As concerns the coronaviruses, chemical informatics has revealed that a molecule that has been designed as a SERM (selective estrogen receptor modulator) could be repurposed as a medicine against novel coronavirus [1]. Of course, a computer analysis is not comparable to the rigour of actual human study but the model seems to be legit. Some other molecules found by informatics approach include emodin that has been found as a drug candidate in an earlier study [2]. Emodin is not a SARM, though, it is principally a a molecule that is responsible for laxative and estrogenic properties of certain medicinal rhubarb species. Of note, also melatonin was a „hit” in the analyses that matched coronavirus against the drug database. No experimental data on melatonin and coronavirus was found from scientific literature, though. Nevertheless, in the melatonin is considered as a potential treatment in another white paper [3] and one of the potential mechanisms might be that melatonin does not allow the COVID-19 to kill off the hosts’ T-cells so easily [4]. It seems likely that elderberries may have the same mechanism combating the upper respiratory tract viruses [5]. The other effect of melatonin that may facilitate the favourable income include protection from reactive nitrogen species.

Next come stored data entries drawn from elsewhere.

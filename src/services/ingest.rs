use chrono::{DateTime, Utc};
use metrics::counter;
use serde::{Deserialize, Serialize};
use std::sync::Arc;
use tracing::{info, instrument, warn};
use utoipa::ToSchema;

use super::{ledger::LedgerWriter, normalizer};
use crate::{
    errors::ServiceError,
    models::SaleEvent,
    store::Store,
    tracing::{log_error, ErrorKind},
};

/// Message returned to the sender when persisting failed. Details stay in
/// the logs.
pub const WRITE_FAILED_MESSAGE: &str = "insert failed; check logs";

/// What happened to one webhook delivery.
#[derive(Debug)]
pub enum IngestOutcome {
    /// Nothing usable in the body; no store calls were made.
    NoLines { sale_id: String, rejected: usize },
    /// Catalog merged and ledger rows appended.
    Stored {
        sale_id: String,
        inserted: usize,
        rejected: usize,
    },
    /// A store write failed.
    WriteFailed {
        sale_id: String,
        error: ServiceError,
    },
}

impl IngestOutcome {
    pub fn is_success(&self) -> bool {
        !matches!(self, IngestOutcome::WriteFailed { .. })
    }

    pub fn ack(&self) -> IngestAck {
        match self {
            IngestOutcome::NoLines { .. } => IngestAck::received_nothing(),
            IngestOutcome::Stored { inserted, .. } => IngestAck::inserted(*inserted),
            IngestOutcome::WriteFailed { .. } => IngestAck::failed(),
        }
    }
}

/// Acknowledgment body of the webhook endpoint.
///
/// The endpoint always answers 200 so the POS does not retry; `ok` carries
/// the actual result.
#[derive(Debug, Clone, PartialEq, Eq, Serialize, Deserialize, ToSchema)]
#[schema(example = json!({"ok": true, "inserted": 2}))]
pub struct IngestAck {
    pub ok: bool,
    /// Present (and 0) when the event had no usable line items
    #[serde(default, skip_serializing_if = "Option::is_none")]
    pub received: Option<usize>,
    /// Number of ledger rows written
    #[serde(default, skip_serializing_if = "Option::is_none")]
    pub inserted: Option<usize>,
    #[serde(default, skip_serializing_if = "Option::is_none")]
    pub error: Option<String>,
}

impl IngestAck {
    pub fn received_nothing() -> Self {
        Self {
            ok: true,
            received: Some(0),
            inserted: None,
            error: None,
        }
    }

    pub fn inserted(count: usize) -> Self {
        Self {
            ok: true,
            received: None,
            inserted: Some(count),
            error: None,
        }
    }

    pub fn failed() -> Self {
        Self {
            ok: false,
            received: None,
            inserted: None,
            error: Some(WRITE_FAILED_MESSAGE.to_string()),
        }
    }
}

/// Webhook ingestion: parse, normalize, persist.
#[derive(Clone)]
pub struct IngestService {
    writer: LedgerWriter,
}

impl IngestService {
    pub fn new(store: Arc<dyn Store>) -> Self {
        Self {
            writer: LedgerWriter::new(store),
        }
    }

    /// Ingests a webhook body, stamping every line with the current time.
    pub async fn ingest(&self, body: &[u8]) -> IngestOutcome {
        self.ingest_at(body, Utc::now()).await
    }

    /// Ingests a webhook body with an explicit ingestion timestamp. Never
    /// fails; store errors are logged and reported in the outcome.
    #[instrument(skip(self, body), fields(bytes = body.len()))]
    pub async fn ingest_at(&self, body: &[u8], ts: DateTime<Utc>) -> IngestOutcome {
        let event = SaleEvent::parse(body);
        if !event.is_structured() {
            warn!("webhook body is not JSON; nothing to ingest");
        }

        let sale = normalizer::normalize(&event);
        counter!("posabit.lines.accepted", sale.lines.len() as u64);
        counter!("posabit.lines.rejected", sale.rejected as u64);

        if sale.is_empty() {
            info!(sale_id = %sale.sale_id, rejected = sale.rejected, "no usable line items");
            return IngestOutcome::NoLines {
                sale_id: sale.sale_id,
                rejected: sale.rejected,
            };
        }

        let raw = event.payload();
        match self
            .writer
            .record(&sale.sale_id, ts, &raw, &sale.lines)
            .await
        {
            Ok(inserted) => {
                counter!("posabit.sales.ingested", 1);
                info!(sale_id = %sale.sale_id, inserted, rejected = sale.rejected, "sale recorded");
                IngestOutcome::Stored {
                    sale_id: sale.sale_id,
                    inserted,
                    rejected: sale.rejected,
                }
            }
            Err(error) => {
                counter!("posabit.sales.write_failures", 1);
                log_error(&error, ErrorKind::Store, Some(&sale.sale_id));
                IngestOutcome::WriteFailed {
                    sale_id: sale.sale_id,
                    error,
                }
            }
        }
    }
}
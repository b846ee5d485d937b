use utoipa::OpenApi;
use utoipa_swagger_ui::SwaggerUi;

#[derive(OpenApi)]
#[openapi(
    info(
        title = "POSaBIT Reorder API",
        version = "0.1.0",
        description = r#"
# POSaBIT Reorder API

Turns point-of-sale activity into purchasing guidance.

## Webhook ingestion

POSaBIT posts each completed sale to `/api/v1/posabit/webhook`. Line items are
mapped onto `{sku, qty, name, vendor}`, catalog data is merged into the product
table and one ledger row per line is appended. The endpoint always answers
`200`; the `ok` flag of the acknowledgment tells whether the sale was stored.

## Low-stock report

`/api/v1/reports/low-stock` combines recent sales, current inventory and the
catalog into one row per SKU, most urgent first:

- `daily_rate = units sold / lookback`
- `target_stock = ceil(daily_rate * (lead + safety))`
- `order_qty = max(0, ceil(daily_rate * (lead + safety) - on_hand))`
- `days_of_supply = on_hand / daily_rate`, `null` without sales

## Error Handling

Failures use one body shape:

```json
{
  "error": "Internal Server Error",
  "message": "Store read failed: store responded with 503: upstream unavailable",
  "request_id": "req-abc123xyz",
  "timestamp": "2024-01-01T00:00:00Z"
}
```
        "#,
        license(
            name = "MIT",
            url = "https://opensource.org/licenses/MIT"
        )
    ),
    servers(
        (url = "http://localhost:8080", description = "Local development")
    ),
    tags(
        (name = "posabit", description = "POSaBIT webhook ingestion"),
        (name = "reports", description = "Reorder reporting"),
        (name = "health", description = "Health check endpoints")
    ),
    paths(
        crate::handlers::webhooks::posabit_webhook,
        crate::handlers::reports::low_stock_report,
        crate::handlers::health::liveness_check,
    ),
    components(
        schemas(
            crate::services::ingest::IngestAck,
            crate::models::ReorderReport,
            crate::models::ReorderRow,
            crate::models::ReorderParams,
            crate::handlers::health::HealthResponse,
            crate::errors::ErrorResponse
        )
    )
)]
pub struct ApiDocV1;

pub fn swagger_ui() -> SwaggerUi {
    SwaggerUi::new("/swagger-ui")
        .url("/api-docs/openapi.json", ApiDocV1::openapi())
        .config(utoipa_swagger_ui::Config::from("/api-docs/openapi.json").try_it_out_enabled(true))
}
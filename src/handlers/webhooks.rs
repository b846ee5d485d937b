use axum::{
    extract::State,
    http::{header, StatusCode},
    response::IntoResponse,
    Json,
};
use bytes::Bytes;
use serde_json::json;
use tracing::instrument;

use crate::{handlers::AppState, services::ingest::IngestAck};

/// POSaBIT sale webhook.
///
/// Always answers 200 once the body has been read; the acknowledgment's
/// `ok` flag carries the outcome so the POS never retries a delivery.
#[utoipa::path(
    post,
    path = "/api/v1/posabit/webhook",
    request_body(
        content = String,
        content_type = "application/json",
        description = "POSaBIT sale event; any shape is accepted"
    ),
    responses(
        (status = 200, description = "Delivery acknowledged", body = IngestAck,
            headers(("X-Request-Id" = String, description = "Unique request id"))
        ),
        (status = 405, description = "Any method other than POST"),
        (status = 413, description = "Body exceeds the configured size limit")
    ),
    tag = "posabit"
)]
#[instrument(skip(state, body), fields(bytes = body.len()))]
pub async fn posabit_webhook(State(state): State<AppState>, body: Bytes) -> Json<IngestAck> {
    let outcome = state.services.ingest.ingest(&body).await;
    Json(outcome.ack())
}

/// Answer for non-POST requests on the webhook paths.
pub async fn method_not_allowed() -> impl IntoResponse {
    (
        StatusCode::METHOD_NOT_ALLOWED,
        [(header::ALLOW, "POST")],
        Json(json!({ "message": "Method not allowed" })),
    )
}
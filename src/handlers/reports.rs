use axum::{
    extract::{Query, State},
    response::IntoResponse,
};
use chrono::Utc;
use serde::Deserialize;
use tracing::instrument;
use utoipa::IntoParams;

use super::common::{parse_int_param, success_response};
use crate::{errors::ServiceError, handlers::AppState, models::ReorderParams};

/// Query parameters of the low-stock report
#[derive(Debug, Default, Deserialize, IntoParams)]
#[into_params(parameter_in = Query)]
pub struct LowStockQuery {
    /// Days of sales history (clamped to >= 1)
    #[param(value_type = Option<i64>, example = 14)]
    pub lookback: Option<String>,
    /// Supplier lead time in days (clamped to >= 0)
    #[param(value_type = Option<i64>, example = 7)]
    pub lead: Option<String>,
    /// Safety buffer in days (clamped to >= 0)
    #[param(value_type = Option<i64>, example = 3)]
    pub safety: Option<String>,
}

impl LowStockQuery {
    /// Resolves the effective parameters, defaults taken from configuration.
    pub fn params(&self, defaults: ReorderParams) -> Result<ReorderParams, ServiceError> {
        let lookback = parse_int_param(
            "lookback",
            self.lookback.as_deref(),
            i64::from(defaults.lookback_days),
        )?;
        let lead = parse_int_param(
            "lead",
            self.lead.as_deref(),
            i64::from(defaults.lead_time_days),
        )?;
        let safety = parse_int_param(
            "safety",
            self.safety.as_deref(),
            i64::from(defaults.safety_days),
        )?;
        Ok(ReorderParams::clamped(lookback, lead, safety))
    }
}

/// Ranked reorder recommendations for every SKU that sold recently or has
/// an inventory record.
#[utoipa::path(
    get,
    path = "/api/v1/reports/low-stock",
    params(LowStockQuery),
    responses(
        (status = 200, description = "Reorder report, most urgent SKU first", body = crate::models::ReorderReport,
            headers(("X-Request-Id" = String, description = "Unique request id"))
        ),
        (status = 400, description = "Non-integer parameter", body = crate::errors::ErrorResponse),
        (status = 500, description = "Store read failed", body = crate::errors::ErrorResponse)
    ),
    tag = "reports"
)]
#[instrument(skip(state))]
pub async fn low_stock_report(
    State(state): State<AppState>,
    Query(query): Query<LowStockQuery>,
) -> Result<impl IntoResponse, ServiceError> {
    let params = query.params(state.config.report_defaults())?;
    let report = state.services.reorder.report(params, Utc::now()).await?;
    Ok(success_response(report))
}

#[cfg(test)]
mod tests {
    use super::*;

    fn query(lookback: Option<&str>, lead: Option<&str>, safety: Option<&str>) -> LowStockQuery {
        LowStockQuery {
            lookback: lookback.map(Into::into),
            lead: lead.map(Into::into),
            safety: safety.map(Into::into),
        }
    }

    #[test]
    fn missing_values_use_defaults() {
        let params = LowStockQuery::default()
            .params(ReorderParams::clamped(30, 5, 2))
            .unwrap();
        assert_eq!(params, ReorderParams::clamped(30, 5, 2));
    }

    #[test]
    fn out_of_range_values_are_clamped() {
        let params = query(Some("0"), Some("-4"), Some("-1"))
            .params(ReorderParams::default())
            .unwrap();
        assert_eq!(
            (params.lookback_days, params.lead_time_days, params.safety_days),
            (1, 0, 0)
        );
    }

    #[test]
    fn non_integer_is_rejected() {
        let err = query(None, Some("soon"), None)
            .params(ReorderParams::default())
            .unwrap_err();
        assert!(matches!(err, ServiceError::BadRequest(_)));
    }
}
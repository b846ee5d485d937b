use crate::tracing::RequestId;
use axum::{
    extract::Request,
    http::{header::HeaderName, HeaderValue},
    middleware::Next,
    response::Response,
};
use tracing::Instrument;

/// Header name for the request ID
pub const REQUEST_ID_HEADER: &str = "x-request-id";

/// Longest inbound request id we are willing to echo back
const MAX_REQUEST_ID_LEN: usize = 128;

/// Middleware to add request ID to every request
pub async fn request_id_middleware(mut request: Request, next: Next) -> Response {
    // Reuse the caller's id when it is a sane header value
    let request_id = request
        .headers()
        .get(REQUEST_ID_HEADER)
        .and_then(|v| v.to_str().ok())
        .map(str::trim)
        .filter(|v| !v.is_empty() && v.len() <= MAX_REQUEST_ID_LEN)
        .map(RequestId::new)
        .unwrap_or_default();

    let header_value = HeaderValue::from_str(request_id.as_str()).ok();
    if let Some(value) = header_value.clone() {
        request
            .headers_mut()
            .insert(HeaderName::from_static(REQUEST_ID_HEADER), value);
    }

    // Make request id available to handlers
    request.extensions_mut().insert(request_id.clone());

    let span = tracing::info_span!(
        "request",
        request_id = %request_id.as_str(),
        method = %request.method(),
        uri = %request.uri(),
    );

    let mut response = crate::tracing::scope_request_id(
        request_id,
        async move { next.run(request).await }.instrument(span),
    )
    .await;

    if let Some(value) = header_value {
        response
            .headers_mut()
            .insert(HeaderName::from_static(REQUEST_ID_HEADER), value);
    }

    response
}
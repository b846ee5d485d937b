use std::{
    fs,
    io::{self, Read},
    path::{Path, PathBuf},
    sync::Arc,
};

use anyhow::{Context, Result};
use chrono::Utc;
use clap::{ArgAction, Args, Parser, Subcommand};
use posabit_reorder::{
    config::{self, AppConfig},
    models::{
        NormalizedLine, ProductUpsert, ReorderParams, ReorderReport, ReorderRow, SaleEvent,
    },
    services::{
        ingest::{IngestOutcome, IngestService},
        ledger::catalog_updates,
        normalizer,
        reorder::ReorderService,
    },
    store::{self, Store},
};
use serde::Serialize;
use tracing::debug;

#[tokio::main]
async fn main() -> Result<()> {
    let cli = Cli::parse();

    match cli.command {
        Commands::Report(args) => handle_report(args, cli.json).await?,
        Commands::Ingest(args) => handle_ingest(args, cli.json).await?,
    }

    Ok(())
}

#[derive(Parser)]
#[command(
    name = "reorder-cli",
    about = "Low-stock reports and webhook replays against the configured store",
    version
)]
struct Cli {
    #[arg(
        long,
        global = true,
        action = ArgAction::SetTrue,
        help = "Render command output as pretty JSON"
    )]
    json: bool,
    #[command(subcommand)]
    command: Commands,
}

#[derive(Subcommand)]
enum Commands {
    /// Compute the ranked reorder report
    Report(ReportArgs),
    /// Replay saved POSaBIT webhook bodies through the ingestion pipeline
    Ingest(IngestArgs),
}

#[derive(Args)]
struct ReportArgs {
    #[arg(long, help = "Days of sales history (defaults to configuration)")]
    lookback: Option<i64>,
    #[arg(long, help = "Supplier lead time in days (defaults to configuration)")]
    lead: Option<i64>,
    #[arg(long, help = "Safety buffer in days (defaults to configuration)")]
    safety: Option<i64>,
    #[arg(long, help = "Show at most this many rows")]
    limit: Option<usize>,
    #[arg(
        long,
        action = ArgAction::SetTrue,
        help = "Only show SKUs with a positive order quantity"
    )]
    to_order: bool,
}

#[derive(Args)]
struct IngestArgs {
    #[arg(required = true, help = "Webhook body files; '-' reads stdin")]
    files: Vec<PathBuf>,
    #[arg(
        long,
        action = ArgAction::SetTrue,
        help = "Normalize and print without writing to the store"
    )]
    dry_run: bool,
}

struct CliContext {
    config: AppConfig,
    store: Arc<dyn Store>,
}

impl CliContext {
    fn initialize() -> Result<Self> {
        let config = config::load_config().context("failed to load application config")?;
        config::init_tracing(config.log_level(), config.log_json);

        let store = store::build_store(&config).context("failed to initialise store client")?;
        debug!(target: "reorder_cli", backend = %config.store_backend, "store ready");

        Ok(Self { config, store })
    }
}

async fn handle_report(args: ReportArgs, json: bool) -> Result<()> {
    let context = CliContext::initialize()?;
    let defaults = context.config.report_defaults();
    let params = ReorderParams::clamped(
        args.lookback
            .unwrap_or_else(|| i64::from(defaults.lookback_days)),
        args.lead
            .unwrap_or_else(|| i64::from(defaults.lead_time_days)),
        args.safety
            .unwrap_or_else(|| i64::from(defaults.safety_days)),
    );

    let mut report = ReorderService::new(context.store.clone())
        .report(params, Utc::now())
        .await
        .context("failed to compute reorder report")?;

    if args.to_order {
        report.rows.retain(|row| row.order_qty > 0);
    }
    if let Some(limit) = args.limit {
        report.rows.truncate(limit);
    }

    if json {
        print_json(&report)?;
    } else {
        render_report(&report);
    }
    Ok(())
}

#[derive(Serialize)]
struct DryRunResult {
    file: String,
    sale_id: String,
    structured: bool,
    lines: Vec<NormalizedLine>,
    rejected: usize,
    catalog_updates: Vec<ProductUpsert>,
}

async fn handle_ingest(args: IngestArgs, json: bool) -> Result<()> {
    if args.dry_run {
        let mut results = Vec::with_capacity(args.files.len());
        for path in &args.files {
            let body = read_body(path)?;
            let event = SaleEvent::parse(&body);
            let sale = normalizer::normalize(&event);
            results.push(DryRunResult {
                file: path.display().to_string(),
                structured: event.is_structured(),
                catalog_updates: catalog_updates(&sale.lines),
                sale_id: sale.sale_id,
                lines: sale.lines,
                rejected: sale.rejected,
            });
        }

        if json {
            print_json(&results)?;
        } else {
            for result in &results {
                println!(
                    "{}: sale {:?} • {} line(s) • {} rejected • {} catalog update(s){}",
                    result.file,
                    result.sale_id,
                    result.lines.len(),
                    result.rejected,
                    result.catalog_updates.len(),
                    if result.structured { "" } else { " • body is not JSON" }
                );
                for line in &result.lines {
                    println!(
                        "  - {} x {}{}",
                        line.sku,
                        line.qty,
                        line.name
                            .as_deref()
                            .map(|name| format!(" ({})", name))
                            .unwrap_or_default()
                    );
                }
            }
        }
        return Ok(());
    }

    let context = CliContext::initialize()?;
    let service = IngestService::new(context.store.clone());
    let mut failures = 0usize;
    let mut acks = Vec::with_capacity(args.files.len());

    for path in &args.files {
        let body = read_body(path)?;
        let outcome = service.ingest(&body).await;
        if !outcome.is_success() {
            failures += 1;
        }
        if !json {
            match &outcome {
                IngestOutcome::NoLines { sale_id, rejected } => println!(
                    "{}: sale {:?} had no usable lines ({} rejected)",
                    path.display(),
                    sale_id,
                    rejected
                ),
                IngestOutcome::Stored {
                    sale_id,
                    inserted,
                    rejected,
                } => println!(
                    "{}: sale {:?} stored {} line(s) ({} rejected)",
                    path.display(),
                    sale_id,
                    inserted,
                    rejected
                ),
                IngestOutcome::WriteFailed { sale_id, error } => println!(
                    "{}: sale {:?} failed: {}",
                    path.display(),
                    sale_id,
                    error
                ),
            }
        }
        acks.push(outcome.ack());
    }

    if json {
        print_json(&acks)?;
    }

    if failures > 0 {
        anyhow::bail!("{} of {} deliveries failed to store", failures, args.files.len());
    }
    Ok(())
}

fn read_body(path: &Path) -> Result<Vec<u8>> {
    if path.as_os_str() == "-" {
        let mut body = Vec::new();
        io::stdin()
            .read_to_end(&mut body)
            .context("failed to read stdin")?;
        return Ok(body);
    }
    fs::read(path).with_context(|| format!("failed to read {}", path.display()))
}

fn print_json<T: Serialize>(value: &T) -> Result<()> {
    println!("{}", serde_json::to_string_pretty(value)?);
    Ok(())
}

fn render_report(report: &ReorderReport) {
    println!(
        "lookback {}d • lead {}d • safety {}d • {} SKU(s)",
        report.lookback,
        report.lead,
        report.safety,
        report.rows.len()
    );
    for row in &report.rows {
        render_row(row);
    }
}

fn render_row(row: &ReorderRow) {
    let supply = row
        .days_of_supply
        .map(|days| format!("{} days", days))
        .unwrap_or_else(|| "no sales".to_string());
    let cost = row
        .est_cost
        .map(|cost| format!(" • est {}", cost))
        .unwrap_or_default();
    println!(
        "- {} {} • on hand {} • {}/day • {} • order {} (target {}){}",
        row.sku,
        row.name.as_deref().unwrap_or("-"),
        row.on_hand,
        row.daily_rate,
        supply,
        row.order_qty,
        row.target_stock,
        cost
    );
}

Indeed, in addition to direct antiviral mechanisms, immune stimulation and immune stimulant drugs [6] are also considered, and the most promising one, interferon beta-1 peptide is indeed a working solution against coronavirus, and included into medical guidelines [7]. It is known that lack of interferon beta is responsible for lethal pneumonia [8], which is the key difference between serious and non-serious coronavirus infections.

MERS (Middle East Respiratory Syndrome) coronavirus was tested against several drugs. In that study, a drug against malaria, chloroquine, and a drug against parasites, nitazoxanide, also had a „side effect” against the virus that caused MERS, and these two were more than order of magnitude more selective and potent (in vitro, at least) against MERS than most of the antiviral drugs that are used in the hospitals against COVID coronavirus now [9]. Lately, chloroquine has been added to several treatment guidelines, and the United Kingdom banned the export of chloroquine [10]. A now rather uncommon drug that was formerly used to treat arthritis, indomethacin was very effective in treating both SARS and dogs’ coronavirus in dogs [11] and there is an impressive list of potential molecules that could help against coronavirus in the very earliest research phase [12].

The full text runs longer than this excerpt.